Connect each series circuit with each normally closed contact of the open side position-torque limit switch, and connect each first normally open contact of each electromagnetic relay in parallel with each operation switch, and In an overload indicating circuit in a drive mechanism having an electric circuit in which each of the second normally open contacts of each of the electromagnetic relays is connected in antiparallel to a power supply circuit to a valve drive motor, the operation power source is connected to the Each series circuit of each third normally open contact of each electromagnetic relay and the relay coil of the relay with closed and open side return delay;
Each of the normally open contacts of the respective return delay relays, each of the normally open contacts of each of the position-torque limit switches, and each of the relay coils of the closed, open side position limit switches and the closed and open side auxiliary relays.

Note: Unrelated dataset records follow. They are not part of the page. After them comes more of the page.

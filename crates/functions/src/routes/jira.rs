//! Jira functions.

use axum::{Json, extract::State, extract::rejection::JsonRejection};
use serde::{Deserialize, Serialize};
use tracing::{info, instrument};

use super::{FunctionResult, ok, parse_body, required};
use crate::error::FunctionError;
use crate::jira::{JiraUser, NewIssue};
use crate::state::AppState;

/// Issue type used when the request does not name one.
pub const DEFAULT_ISSUE_TYPE: &str = "Task";

/// Check the Jira credentials against `/myself`.
#[instrument(skip(state))]
pub async fn auth_check(State(state): State<AppState>) -> FunctionResult<JiraUser> {
    let jira = state.jira()?;
    let user = jira.myself().await?;
    Ok(ok(user))
}

#[derive(Debug, Deserialize)]
#[serde(rename_all = "camelCase")]
pub struct CreateIssueBody {
    #[serde(default)]
    pub project_key: Option<String>,
    #[serde(default)]
    pub summary: Option<String>,
    #[serde(default)]
    pub description: Option<String>,
    #[serde(default)]
    pub issue_type: Option<String>,
    #[serde(default)]
    pub priority: Option<String>,
}

#[derive(Debug, Serialize)]
pub struct IssueCreated {
    pub key: String,
    pub id: String,
    /// Browser URL of the new issue.
    pub url: String,
}

/// Create an issue, falling back to `JIRA_PROJECT_KEY` for the project.
#[instrument(skip(state, payload))]
pub async fn create_issue(
    State(state): State<AppState>,
    payload: Result<Json<CreateIssueBody>, JsonRejection>,
) -> FunctionResult<IssueCreated> {
    let jira = state.jira()?;
    let body = parse_body(payload)?;

    let summary = required(body.summary, "summary")?;
    let project_key = non_blank(body.project_key)
        .or_else(|| state.config().jira.default_project_key.clone())
        .ok_or_else(|| {
            FunctionError::BadRequest(
                "projectKey is required when JIRA_PROJECT_KEY is not set".to_string(),
            )
        })?;

    let issue = NewIssue {
        project_key,
        summary,
        description: body.description,
        issue_type: non_blank(body.issue_type).unwrap_or_else(|| DEFAULT_ISSUE_TYPE.to_string()),
        priority: non_blank(body.priority),
    };

    let created = jira.create_issue(&issue).await?;
    info!(key = %created.key, project = %issue.project_key, "Jira issue created");

    Ok(ok(IssueCreated {
        url: jira.browse_url(&created.key),
        key: created.key,
        id: created.id,
    }))
}

fn non_blank(value: Option<String>) -> Option<String> {
    value
        .map(|v| v.trim().to_string())
        .filter(|v| !v.is_empty())
}
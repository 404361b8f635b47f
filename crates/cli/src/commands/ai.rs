//! AI assistant commands.

use clap::Subcommand;

use scrum_master_client::ApiClient;
use scrum_master_core::{AiChatRequest, AnalyzeBacklogRequest, BacklogItemType};

use super::{CommandError, print_json};

#[derive(Subcommand)]
pub enum AiAction {
    /// Ask the assistant a question
    Chat {
        message: String,
    },
    /// Assess the clarity and size of a backlog item
    Analyze {
        #[arg(long)]
        title: String,
        #[arg(long, default_value = "")]
        description: String,
        #[arg(long = "type", default_value = "story")]
        item_type: BacklogItemType,
    },
}

pub async fn run(api: &ApiClient, action: AiAction) -> Result<(), CommandError> {
    match action {
        AiAction::Chat { message } => {
            let request = AiChatRequest {
                message,
                context: None,
            };
            print_json(&api.ai().chat(&request).await?)
        }
        AiAction::Analyze {
            title,
            description,
            item_type,
        } => {
            let request = AnalyzeBacklogRequest {
                title,
                description,
                item_type,
            };
            print_json(&api.ai().analyze_backlog(&request).await?)
        }
    }
}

A series circuit is connected to each of the first normally open contacts of each of the auxiliary relays and a closed/open side overload indicator, and each of the normally open contacts of each of the return delay relays is connected to the first normally open contact of each of the auxiliary relays. An overload indicating circuit characterized in that each second normally open contact of each auxiliary relay is connected in parallel.